▶ Instructions to follow: Your answer should be a single number: the count of lines in the entries below that contain "bool".

Dataset entries
━━━━

//! Raw declarations for the VisionCore C shim, and the backend built on
//! them.
//!
//! These are unsafe C functions; use the safe [`Algorithm`](crate::Algorithm)
//! handle instead of calling them directly.

use std::ffi::CStr;

use libc::{c_char, c_void};

use crate::error::{Error, Result};
use crate::handle::RawAlgorithm;
use crate::ops::AlgorithmOps;

/// Status out-parameter filled by every fallible entry point.
///
/// # Memory Ownership
///
/// A non-null `message` is allocated by the shim and must be freed with
/// `vc_string_free` after copying.
#[repr(C)]
pub struct VcStatus {
    /// 0 on success, shim-defined otherwise.
    pub code: i32,
    /// Failure description (NULL when `code` is 0).
    pub message: *mut c_char,
}

impl VcStatus {
    fn ok() -> Self {
        Self {
            code: 0,
            message: std::ptr::null_mut(),
        }
    }

    /// Convert a filled status into a binding result, freeing the message.
    fn into_result(self) -> Result<()> {
        if self.code == 0 {
            return Ok(());
        }
        let message = if self.message.is_null() {
            String::new()
        } else {
            // copy, then hand the allocation back to the shim
            let copied = unsafe { CStr::from_ptr(self.message) }
                .to_string_lossy()
                .into_owned();
            unsafe { vc_string_free(self.message) };
            copied
        };
        log::debug!("native call failed with code {}: {message}", self.code);
        Err(Error::Native {
            code: self.code,
            message,
        })
    }
}

#[link(name = "visioncore", kind = "dylib")]
unsafe extern "C" {
    pub fn vc_algorithm_clear(handle: *mut c_void, status: *mut VcStatus);
    pub fn vc_algorithm_empty(handle: *mut c_void, status: *mut VcStatus) -> bool;
    pub fn vc_algorithm_save(handle: *mut c_void, path: *const c_char, status: *mut VcStatus);
    pub fn vc_algorithm_default_name(handle: *mut c_void, status: *mut VcStatus) -> *mut c_char;
    pub fn vc_algorithm_destroy(handle: *mut c_void);
    pub fn vc_string_free(s: *mut c_char);
}

/// Copy a shim-allocated string into a `String` and free the original.
///
/// A NULL pointer copies to the empty string.
///
/// # Safety
///
/// `ptr` must be NULL or a string allocated by the shim and not yet freed.
unsafe fn consume_native_string(ptr: *mut c_char) -> Result<String> {
    if ptr.is_null() {
        return Ok(String::new());
    }
    let copied = unsafe { CStr::from_ptr(ptr) }.to_str().map(str::to_owned);
    unsafe { vc_string_free(ptr) };
    copied.map_err(|_| Error::InvalidUtf8)
}

/// Backend that forwards every operation to the linked library.
pub struct NativeOps;

impl AlgorithmOps for NativeOps {
    fn clear(&self, raw: RawAlgorithm) -> Result<()> {
        let mut status = VcStatus::ok();
        unsafe { vc_algorithm_clear(raw.as_usize() as *mut c_void, &mut status) };
        status.into_result()
    }

    fn empty(&self, raw: RawAlgorithm) -> Result<bool> {
        let mut status = VcStatus::ok();
        let empty = unsafe { vc_algorithm_empty(raw.as_usize() as *mut c_void, &mut status) };
        status.into_result()?;
        Ok(empty)
    }

    fn save(&self, raw: RawAlgorithm, path: &CStr) -> Result<()> {
        let mut status = VcStatus::ok();
        unsafe { vc_algorithm_save(raw.as_usize() as *mut c_void, path.as_ptr(), &mut status) };
        status.into_result()
    }

    fn default_name(&self, raw: RawAlgorithm) -> Result<String> {
        let mut status = VcStatus::ok();
        let name =
            unsafe { vc_algorithm_default_name(raw.as_usize() as *mut c_void, &mut status) };
        status.into_result()?;
        unsafe { consume_native_string(name) }
    }

    fn destroy(&self, raw: RawAlgorithm) {
        unsafe { vc_algorithm_destroy(raw.as_usize() as *mut c_void) };
    }
}
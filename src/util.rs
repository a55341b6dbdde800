//! Marshalling helpers for crossing the C boundary.

use std::ffi::CString;
use std::path::Path;

use crate::error::{Error, Result};

/// Convert a path to a C string.
///
/// The shim expects UTF-8. A path that is not UTF-8, or that contains an
/// interior NUL byte, cannot cross the boundary.
pub(crate) fn path_to_cstring(path: &Path) -> Result<CString> {
    let utf8 = path.to_str().ok_or_else(|| Error::InvalidPath {
        path: path.to_path_buf(),
    })?;
    CString::new(utf8).map_err(|_| Error::InvalidPath {
        path: path.to_path_buf(),
    })
}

━━━━

▶ Answer for this exercise: 2